Working data Start Marker

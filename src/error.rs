use thiserror::Error;

#[derive(Error, Debug)]
pub enum EtlError {
    #[error("game type of {0} is not supported")]
    UnsupportedGameType(String),

    #[error("fetch of {url} failed{}: {reason}", status_suffix(.status))]
    Fetch {
        url: String,
        status: Option<u16>,
        reason: String,
    },

    #[error("data table not found (selector `{selector}`)")]
    TableNotFound { selector: String },

    #[error("JSON serialization failed: {0}")]
    Json(#[from] serde_json::Error),

    #[error("TOML deserialization failed: {0}")]
    Toml(#[from] toml::de::Error),

    #[error("CSV write failed: {0}")]
    Csv(#[from] csv::Error),

    #[error("I/O error: {0}")]
    Io(#[from] std::io::Error),

    #[error("Configuration error: {0}")]
    Config(String),

    #[error("malformed record stream at line {line}: {message}")]
    Protocol { line: usize, message: String },

    #[error("record stream has no header message")]
    MissingHeader,

    #[error("record field `{field}` is not declared in the stream header")]
    UnexpectedField { field: String },

    #[error("invalid value {value} for field `{field}`: {reason}")]
    InvalidValue {
        field: String,
        value: String,
        reason: String,
    },

    #[error("payload is missing the `{key}` collection")]
    MissingPayload { key: String },

    #[error("no stage registered under the name `{0}`")]
    UnknownStage(String),
}

pub type Result<T> = std::result::Result<T, EtlError>;

fn status_suffix(status: &Option<u16>) -> String {
    match status {
        Some(code) => format!(" with status {code}"),
        None => String::new(),
    }
}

Working data End Marker

▸ Problem to solve: Every entry is to be transcribed exactly as it stands.

▸ Task result:
filename src/error.rs
use thiserror::Error;

#[derive(Error, Debug)]
pub enum EtlError {
    #[error("game type of {0} is not supported")]
    UnsupportedGameType(String),

    #[error("fetch of {url} failed{}: {reason}", status_suffix(.status))]
    Fetch {
        url: String,
        status: Option<u16>,
        reason: String,
    },

    #[error("data table not found (selector `{selector}`)")]
    TableNotFound { selector: String },

    #[error("JSON serialization failed: {0}")]
    Json(#[from] serde_json::Error),

    #[error("TOML deserialization failed: {0}")]
    Toml(#[from] toml::de::Error),

    #[error("CSV write failed: {0}")]
    Csv(#[from] csv::Error),

    #[error("I/O error: {0}")]
    Io(#[from] std::io::Error),

    #[error("Configuration error: {0}")]
    Config(String),

    #[error("malformed record stream at line {line}: {message}")]
    Protocol { line: usize, message: String },

    #[error("record stream has no header message")]
    MissingHeader,

    #[error("record field `{field}` is not declared in the stream header")]
    UnexpectedField { field: String },

    #[error("invalid value {value} for field `{field}`: {reason}")]
    InvalidValue {
        field: String,
        value: String,
        reason: String,
    },

    #[error("payload is missing the `{key}` collection")]
    MissingPayload { key: String },

    #[error("no stage registered under the name `{0}`")]
    UnknownStage(String),
}

pub type Result<T> = std::result::Result<T, EtlError>;

fn status_suffix(status: &Option<u16>) -> String {
    match status {
        Some(code) => format!(" with status {code}"),
        None => String::new(),
    }
}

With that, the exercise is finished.